The research firm said prospects for interest rate cuts in 2026 are now “essentially off the table,” citing renewed inflation pressures, inflation staying above the Fed’s 2% target for five consecutive years, rising costs linked to the expansion of AI infrastructure, and continued labor market stability.
Investors Eye June Fed Meeting for Policy Shift
Yardeni Research said financial markets increasingly view the Federal Open Market Committee meeting on June 16-17 as the likely moment when policymakers officially remove their easing bias.
The firm pointed out that the two-year Treasury yield has already climbed above the effective federal funds rate, which it said may indicate current policy settings are no longer restrictive enough to slow inflation.
Producer Price Data Strengthens Hawkish Outlook
The shift in expectations was reinforced by April’s producer price index report, according to Yardeni.
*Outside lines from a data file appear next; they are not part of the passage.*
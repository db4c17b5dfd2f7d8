//! Index generation
//!
//! Oracles are assigned indexes at registration and each status request is
//! tagged with one index. Both come from an [`IndexGenerator`] so tests can
//! script them while production derives them from a seeded hash.

use sha2::{Digest, Sha256};
use std::collections::BTreeSet;
use std::fmt;
use std::sync::atomic::{AtomicU64, AtomicUsize, Ordering};
use surety_core::Principal;

/// Attempts per requested index before falling back to a linear scan
const DRAWS_PER_INDEX: usize = 64;

/// Source of pseudo-random indexes in `0..range`
pub trait IndexGenerator: Send + Sync + fmt::Debug {
    /// Next index for `principal`. Advances the generator.
    fn next_index(&self, principal: &Principal, range: u8) -> u8;

    /// `count` distinct indexes for `principal`, ascending.
    ///
    /// Caller guarantees `count <= range`.
    fn assign_indexes(&self, principal: &Principal, count: usize, range: u8) -> Vec<u8> {
        let count = count.min(range as usize);
        let mut picked = BTreeSet::new();

        for _ in 0..count * DRAWS_PER_INDEX {
            if picked.len() == count {
                break;
            }
            picked.insert(self.next_index(principal, range));
        }

        // Scripted generators may repeat themselves forever
        let mut fill = 0u8;
        while picked.len() < count {
            picked.insert(fill);
            fill += 1;
        }

        picked.into_iter().collect()
    }
}

/// SHA-256 over (seed, principal, nonce); the nonce rotates on every draw
pub struct HashIndexGenerator {
    seed: Vec<u8>,
    nonce: AtomicU64,
}

impl HashIndexGenerator {
    pub fn new(seed: impl Into<Vec<u8>>) -> Self {
        Self {
            seed: seed.into(),
            nonce: AtomicU64::new(0),
        }
    }

    pub fn from_seed(seed: u64) -> Self {
        Self::new(seed.to_be_bytes().to_vec())
    }

    pub fn seed_hex(&self) -> String {
        hex::encode(&self.seed)
    }

    pub fn nonce(&self) -> u64 {
        self.nonce.load(Ordering::SeqCst)
    }
}

impl fmt::Debug for HashIndexGenerator {
    fn fmt(&self, f: &mut fmt::Formatter<'_>) -> fmt::Result {
        f.debug_struct("HashIndexGenerator")
            .field("seed", &self.seed_hex())
            .field("nonce", &self.nonce())
            .finish()
    }
}

impl IndexGenerator for HashIndexGenerator {
    fn next_index(&self, principal: &Principal, range: u8) -> u8 {
        let nonce = self.nonce.fetch_add(1, Ordering::SeqCst);

        let mut hasher = Sha256::new();
        hasher.update(&self.seed);
        hasher.update(principal.as_bytes());
        hasher.update(nonce.to_be_bytes());
        let digest = hasher.finalize();

        tracing::trace!(
            principal = %principal,
            nonce,
            digest = %hex::encode(&digest[..4]),
            "Index drawn"
        );

        digest[0] % range.max(1)
    }
}

/// Replays a fixed script of indexes, cycling when exhausted
#[derive(Debug)]
pub struct FixedIndexGenerator {
    script: Vec<u8>,
    position: AtomicUsize,
}

impl FixedIndexGenerator {
    pub fn new(script: Vec<u8>) -> Self {
        Self {
            script,
            position: AtomicUsize::new(0),
        }
    }
}

impl IndexGenerator for FixedIndexGenerator {
    fn next_index(&self, _principal: &Principal, range: u8) -> u8 {
        if self.script.is_empty() {
            return 0;
        }
        let position = self.position.fetch_add(1, Ordering::SeqCst);
        self.script[position % self.script.len()] % range.max(1)
    }
}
Final demand producer prices rose 1.4% from the previous month and 6.0% from a year earlier, representing the fastest annual increase since December 2022 and coming in well above market expectations.
Inflationary pressures in transportation intensified as truck freight costs jumped 8.1% month over month, the sharpest increase since 2009, while service-sector prices recorded their largest monthly gain in four years.
Firm Still Expects Limited Fed Moves This Year
Despite adopting a more hawkish tone, Yardeni Research said it still expects a “none-and-done” scenario for the remainder of the year, implying the Fed could hold rates steady without further policy action.
The firm said moderating wage growth, productivity gains helping contain labor expenses, and stable long-term inflation expectations could help offset inflation risks.
Treasury Yields Seen Climbing Further
Nevertheless, Yardeni warned that the possibility of a future rate increase is continuing to rise.
The firm also forecast that the yield on the 10-year U.S. Treasury note could move toward 4.60% in the near term.